**Assignment**
Exactly as written, copy the lines that run from the start of the data below to the line containing "use crate::domain::model::Record;", both ends included.

==*==

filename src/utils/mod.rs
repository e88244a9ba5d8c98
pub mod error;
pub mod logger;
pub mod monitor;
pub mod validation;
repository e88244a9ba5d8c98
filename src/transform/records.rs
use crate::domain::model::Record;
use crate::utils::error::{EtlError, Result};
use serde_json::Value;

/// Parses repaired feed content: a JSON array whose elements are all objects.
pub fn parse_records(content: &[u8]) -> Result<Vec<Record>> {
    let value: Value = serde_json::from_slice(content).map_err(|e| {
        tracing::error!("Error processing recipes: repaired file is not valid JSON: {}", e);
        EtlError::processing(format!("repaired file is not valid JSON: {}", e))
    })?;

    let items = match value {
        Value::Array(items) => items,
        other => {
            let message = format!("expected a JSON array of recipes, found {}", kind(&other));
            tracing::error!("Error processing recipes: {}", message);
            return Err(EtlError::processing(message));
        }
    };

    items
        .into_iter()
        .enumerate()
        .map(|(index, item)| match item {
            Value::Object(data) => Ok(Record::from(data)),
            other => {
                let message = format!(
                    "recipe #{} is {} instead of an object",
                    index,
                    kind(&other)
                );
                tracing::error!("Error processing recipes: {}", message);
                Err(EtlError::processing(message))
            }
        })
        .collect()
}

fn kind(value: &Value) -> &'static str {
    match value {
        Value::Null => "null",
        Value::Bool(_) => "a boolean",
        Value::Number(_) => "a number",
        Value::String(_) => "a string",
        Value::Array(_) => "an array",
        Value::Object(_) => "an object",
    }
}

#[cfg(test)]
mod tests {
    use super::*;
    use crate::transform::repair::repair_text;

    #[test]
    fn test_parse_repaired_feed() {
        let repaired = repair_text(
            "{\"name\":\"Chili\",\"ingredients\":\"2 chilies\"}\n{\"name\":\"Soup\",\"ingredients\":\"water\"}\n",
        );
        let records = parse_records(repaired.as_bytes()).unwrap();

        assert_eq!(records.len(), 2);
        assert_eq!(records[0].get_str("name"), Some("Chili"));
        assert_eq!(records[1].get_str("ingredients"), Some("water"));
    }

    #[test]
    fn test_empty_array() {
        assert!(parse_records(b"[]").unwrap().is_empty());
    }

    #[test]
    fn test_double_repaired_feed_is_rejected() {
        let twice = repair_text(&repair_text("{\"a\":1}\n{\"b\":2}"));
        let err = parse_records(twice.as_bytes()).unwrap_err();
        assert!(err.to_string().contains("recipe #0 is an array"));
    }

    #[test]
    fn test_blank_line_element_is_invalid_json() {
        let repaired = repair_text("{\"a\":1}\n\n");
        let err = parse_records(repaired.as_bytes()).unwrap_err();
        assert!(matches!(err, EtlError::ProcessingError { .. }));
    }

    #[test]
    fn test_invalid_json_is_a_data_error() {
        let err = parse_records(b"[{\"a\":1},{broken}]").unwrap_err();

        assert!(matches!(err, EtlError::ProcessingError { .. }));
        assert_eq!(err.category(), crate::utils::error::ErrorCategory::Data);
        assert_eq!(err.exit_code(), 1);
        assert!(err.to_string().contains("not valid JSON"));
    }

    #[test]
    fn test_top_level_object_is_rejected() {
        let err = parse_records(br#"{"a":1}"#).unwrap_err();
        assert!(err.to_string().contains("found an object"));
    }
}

==*==

**Finished exercise**
filename src/utils/mod.rs
repository e88244a9ba5d8c98
pub mod error;
pub mod logger;
pub mod monitor;
pub mod validation;
repository e88244a9ba5d8c98
filename src/transform/records.rs
use crate::domain::model::Record;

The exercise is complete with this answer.